The FCC today released its ruling denying Globalstar’s request for a postponement of the deadlines in its ATC license, which required launch of its second generation satellites by July 1, 2010 and provision of two-way service to its ATC terminals by July 1, 2011. The FCC has granted Open Range a temporary waiver, which basically gives it 60 days to make other spectrum arrangements or its network will be shut down.
This ruling comes as quite a shock to most observers, because it was assumed that the FCC was contemplating providing more flexibility to MSS-ATC licensees after release of its recent NPRM/NOI. However, as we argued at the time, the contents of the NPRM/NOI were actually something of a disappointment to those expecting such liberalization, because the emphasis was on reallocation of the 2GHz spectrum for terrestrial use, with incentive auctions or other mechanisms used to ensure that the government receives “appropriate compensation for the step up in value” that would occur if the existing ATC restrictions were removed in that band. In that context, as we suggested, it would be hard for the FCC to provide further flexibility to ATC licensees in other bands (i.e. LightSquared and Globalstar) with no offsetting “compensation”. Nevertheless, we had still expected that Globalstar might be granted its requested waivers, because LightSquared had achieved the ATC license modifications it desired back in March.

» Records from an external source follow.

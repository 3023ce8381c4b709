//! Service Orchestrator - the entry point for creating services
//!
//! Routing is two-tier. A node that is not the head forwards the whole request
//! to the head. The head runs placement and either starts the service itself
//! or pushes it to exactly one chosen node. A request therefore crosses at most
//! two hops, each bounded by the query timeout.

use std::sync::{Arc, Weak};

use async_trait::async_trait;
use thiserror::Error;
use tracing::{debug, info, warn};

use super::head::HeadNodeResolver;
use super::node::{ClusterNode, NodeSnapshot};
use super::placement::PlacementPlanner;
use super::registry::NodeRegistry;
use crate::messaging::{
    ChannelListener, ChannelMessageEvent, ChannelTarget, Messenger, MessengerError,
    PRIORITY_NORMAL,
};
use crate::service::{
    ServiceConfiguration, ServiceInfoSnapshot, ServiceManagerError, SharedServiceManager,
};

/// Channel the head uses to make a node start a service
pub const HEAD_NODE_TO_NODE_START_SERVICE: &str = "head_node_to_node_start_service";

/// Channel a non-head node uses to hand a request to the head
pub const NODE_TO_HEAD_START_SERVICE: &str = "node_to_head_start_service";

/// Why a service could not be started
#[derive(Debug, Clone, Copy, PartialEq, Eq)]
pub enum FailureReason {
    NoResponse,
    InvalidTarget,
    NoCapacity,
    InvalidConfiguration,
    LocalStartFailed,
    Codec,
}

/// A service could not be started
#[derive(Error, Debug, Clone, PartialEq, Eq)]
pub enum CreateServiceError {
    #[error("No response from node '{0}'")]
    NoResponse(String),

    #[error("Node '{0}' cannot be addressed")]
    InvalidTarget(String),

    #[error("No capacity for the service: {0}")]
    NoCapacity(String),

    #[error("Invalid service configuration: {0}")]
    InvalidConfiguration(String),

    #[error("Starting the service locally failed: {0}")]
    LocalStartFailed(String),

    #[error("Failed to encode or decode service data: {0}")]
    Codec(String),
}

impl CreateServiceError {
    pub fn reason(&self) -> FailureReason {
        match self {
            CreateServiceError::NoResponse(_) => FailureReason::NoResponse,
            CreateServiceError::InvalidTarget(_) => FailureReason::InvalidTarget,
            CreateServiceError::NoCapacity(_) => FailureReason::NoCapacity,
            CreateServiceError::InvalidConfiguration(_) => FailureReason::InvalidConfiguration,
            CreateServiceError::LocalStartFailed(_) => FailureReason::LocalStartFailed,
            CreateServiceError::Codec(_) => FailureReason::Codec,
        }
    }
}

impl From<ServiceManagerError> for CreateServiceError {
    fn from(err: ServiceManagerError) -> Self {
        match err {
            ServiceManagerError::NoCapacity { .. } => CreateServiceError::NoCapacity(err.to_string()),
            ServiceManagerError::InvalidConfiguration(msg) => {
                CreateServiceError::InvalidConfiguration(msg)
            }
            ServiceManagerError::DuplicateName(_) => {
                CreateServiceError::LocalStartFailed(err.to_string())
            }
        }
    }
}

/// Where a create request goes next
#[derive(Debug, Clone)]
pub enum Route {
    /// Start on this node
    Local,
    /// This node is head and picked another node
    Remote(Arc<ClusterNode>),
    /// This node is not head; hand the request over
    ForwardToHead(Arc<ClusterNode>),
}

/// Creates services somewhere in the cluster
pub struct ServiceOrchestrator {
    registry: Arc<NodeRegistry>,
    resolver: HeadNodeResolver,
    planner: PlacementPlanner,
    messenger: Arc<Messenger>,
    services: SharedServiceManager,
}

impl ServiceOrchestrator {
    pub fn new(
        registry: Arc<NodeRegistry>,
        messenger: Arc<Messenger>,
        services: SharedServiceManager,
    ) -> Arc<Self> {
        Arc::new(Self {
            resolver: HeadNodeResolver::new(registry.clone()),
            planner: PlacementPlanner::new(registry.clone()),
            registry,
            messenger,
            services,
        })
    }

    /// Answer start requests arriving from other nodes
    pub fn register_listeners(self: &Arc<Self>) {
        for (channel, role) in [
            (HEAD_NODE_TO_NODE_START_SERVICE, StartRole::Target),
            (NODE_TO_HEAD_START_SERVICE, StartRole::Head),
        ] {
            self.messenger.register_listener(
                channel,
                PRIORITY_NORMAL,
                Arc::new(StartServiceListener {
                    orchestrator: Arc::downgrade(self),
                    role,
                }),
            );
        }
    }

    pub fn resolver(&self) -> &HeadNodeResolver {
        &self.resolver
    }

    /// Decide where a request for `configuration` goes from this node
    ///
    /// The head is read once: a head that disconnects mid-decision must not
    /// turn into a forward to ourselves.
    pub fn route(&self, configuration: &ServiceConfiguration) -> Route {
        let head = self.resolver.head_node();
        if !self.registry.is_self(head.id()) {
            return Route::ForwardToHead(head);
        }
        self.head_route(configuration)
    }

    fn head_route(&self, configuration: &ServiceConfiguration) -> Route {
        self.refresh_self_memory();
        match self.planner.select_target(&configuration.resource_request()) {
            Some(target) if !self.registry.is_self(target.id()) => Route::Remote(target),
            _ => Route::Local,
        }
    }

    /// Raise our own snapshot to the memory reserved right now
    ///
    /// The published snapshot lags behind services started since the last
    /// tick; without this a burst of requests piles onto the head.
    fn refresh_self_memory(&self) {
        let self_node = self.registry.self_node();
        let Some(current) = self_node.snapshot.as_ref() else {
            return;
        };
        let reserved = self.services.reserved_memory_mb();
        if reserved <= current.used_memory_mb {
            return;
        }
        let live = NodeSnapshot::new(reserved, current.max_memory_mb, current.system_cpu_usage);
        if let Err(e) = self.registry.update_snapshot(self.registry.self_id(), live) {
            debug!("Could not refresh local snapshot: {}", e);
        }
    }

    /// Create a service on the best node of the cluster
    pub async fn create_service(
        &self,
        configuration: ServiceConfiguration,
    ) -> Result<ServiceInfoSnapshot, CreateServiceError> {
        configuration.validate()?;

        match self.route(&configuration) {
            Route::ForwardToHead(head) => {
                info!(
                    "Forwarding service {} to head node {}",
                    configuration.task_name,
                    head.id()
                );
                self.start_remote(NODE_TO_HEAD_START_SERVICE, head.id(), &configuration)
                    .await
            }
            route => self.execute_head_route(route, &configuration).await,
        }
    }

    /// Placement as head, used for local requests and requests forwarded to us
    ///
    /// Never forwards again, even if our own view has since moved the head
    /// elsewhere; that keeps every request within two hops.
    async fn place_as_head(
        &self,
        configuration: &ServiceConfiguration,
    ) -> Result<ServiceInfoSnapshot, CreateServiceError> {
        configuration.validate()?;
        let route = self.head_route(configuration);
        self.execute_head_route(route, configuration).await
    }

    async fn execute_head_route(
        &self,
        route: Route,
        configuration: &ServiceConfiguration,
    ) -> Result<ServiceInfoSnapshot, CreateServiceError> {
        match route {
            Route::Remote(target) => {
                info!(
                    "Placing service {} on node {}",
                    configuration.task_name,
                    target.id()
                );
                self.start_remote(HEAD_NODE_TO_NODE_START_SERVICE, target.id(), configuration)
                    .await
            }
            Route::Local | Route::ForwardToHead(_) => self.start_local(configuration),
        }
    }

    fn start_local(
        &self,
        configuration: &ServiceConfiguration,
    ) -> Result<ServiceInfoSnapshot, CreateServiceError> {
        debug!(
            "Starting service {} on local node {}",
            configuration.task_name,
            self.registry.self_id()
        );
        self.services
            .start_locally(configuration)
            .map_err(CreateServiceError::from)
    }

    async fn start_remote(
        &self,
        channel: &str,
        node_id: &str,
        configuration: &ServiceConfiguration,
    ) -> Result<ServiceInfoSnapshot, CreateServiceError> {
        let content = serde_json::to_vec(configuration)
            .map_err(|e| CreateServiceError::Codec(e.to_string()))?;
        let message = self
            .messenger
            .message(channel, vec![ChannelTarget::node(node_id)], content)
            .map_err(|_| CreateServiceError::InvalidTarget(node_id.to_string()))?;

        let response = match self.messenger.query(message).await {
            Ok(response) => response,
            Err(MessengerError::InvalidTarget { .. }) | Err(MessengerError::Message(_)) => {
                return Err(CreateServiceError::InvalidTarget(node_id.to_string()))
            }
            Err(e) => {
                warn!("Start request to {} failed: {}", node_id, e);
                return Err(CreateServiceError::NoResponse(node_id.to_string()));
            }
        };

        match response {
            Some(message) if !message.content().is_empty() => {
                serde_json::from_slice(message.content())
                    .map_err(|e| CreateServiceError::Codec(e.to_string()))
            }
            _ => {
                warn!("Node {} did not start the service", node_id);
                Err(CreateServiceError::NoResponse(node_id.to_string()))
            }
        }
    }
}

#[derive(Debug, Clone, Copy)]
enum StartRole {
    /// We were chosen by the head and start locally
    Target,
    /// A non-head node asked us, as head, to place the service
    Head,
}

struct StartServiceListener {
    orchestrator: Weak<ServiceOrchestrator>,
    role: StartRole,
}

#[async_trait]
impl ChannelListener for StartServiceListener {
    async fn on_message(&self, event: &mut ChannelMessageEvent) {
        let Some(orchestrator) = self.orchestrator.upgrade() else {
            return;
        };
        if !event.is_query() {
            debug!("Ignoring start request from {} sent without query", event.sender());
            return;
        }

        let configuration: ServiceConfiguration = match serde_json::from_slice(event.content()) {
            Ok(configuration) => configuration,
            Err(e) => {
                warn!("Invalid start request from {}: {}", event.sender(), e);
                return;
            }
        };

        let result = match self.role {
            StartRole::Target => orchestrator.start_local(&configuration),
            StartRole::Head => orchestrator.place_as_head(&configuration).await,
        };

        let snapshot = match result {
            Ok(snapshot) => snapshot,
            Err(e) => {
                warn!(
                    "Could not start service {} for {}: {}",
                    configuration.task_name,
                    event.sender(),
                    e
                );
                return;
            }
        };

        match serde_json::to_vec(&snapshot) {
            Ok(content) => {
                if let Err(e) = event.set_response(content) {
                    warn!("Start request from {} already answered: {}", event.sender(), e);
                }
            }
            Err(e) => warn!("Failed to encode service snapshot: {}", e),
        }
    }
}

However, now that the FCC has taken a hard line with Globalstar, it raises the question not only of what Open Range will do next for spectrum, but whether any future inability to meet license conditions will place other ATC licenses (and the associated spectrum assets) at risk. Notably, observers will presumably begin to wonder what will result from the proceeding relating to the reimbursement claimed by Sprint from DBSD and TerreStar for clearing the 2GHz spectrum band (estimated by Sprint at $100M+ per operator), compliance with the outcome of which was a condition of TerreStar’s ATC license grant back in January. Though DBSD has sought to avoid these costs through its bankruptcy filing, it is less certain that TerreStar would be able to do likewise. TerreStar has also recently requested certain waivers of the ATC base station and terminal requirements from the FCC. In addition, it is quite possible that there may be requests by Harbinger to extend the very aggressive terrestrial deployment deadlines associated with the LightSquared network at some point in the future, and in the near term, LightSquared recently delayed the launch of its first next generation satellite to December 2010, which will also require a waiver from the FCC, and questions are sure to be raised about whether this delay was solely attributable to technical problems.
With comments due in response to the July 2010 NPRM/NOI tomorrow, it is likely that a lot of last minute redrafting of submissions is going on tonight, so it will be interesting to see whether any of these issues are raised either by the satellite companies themselves, or by terrestrial wireless interests encouraging the FCC to continue to take a hard line on ATC.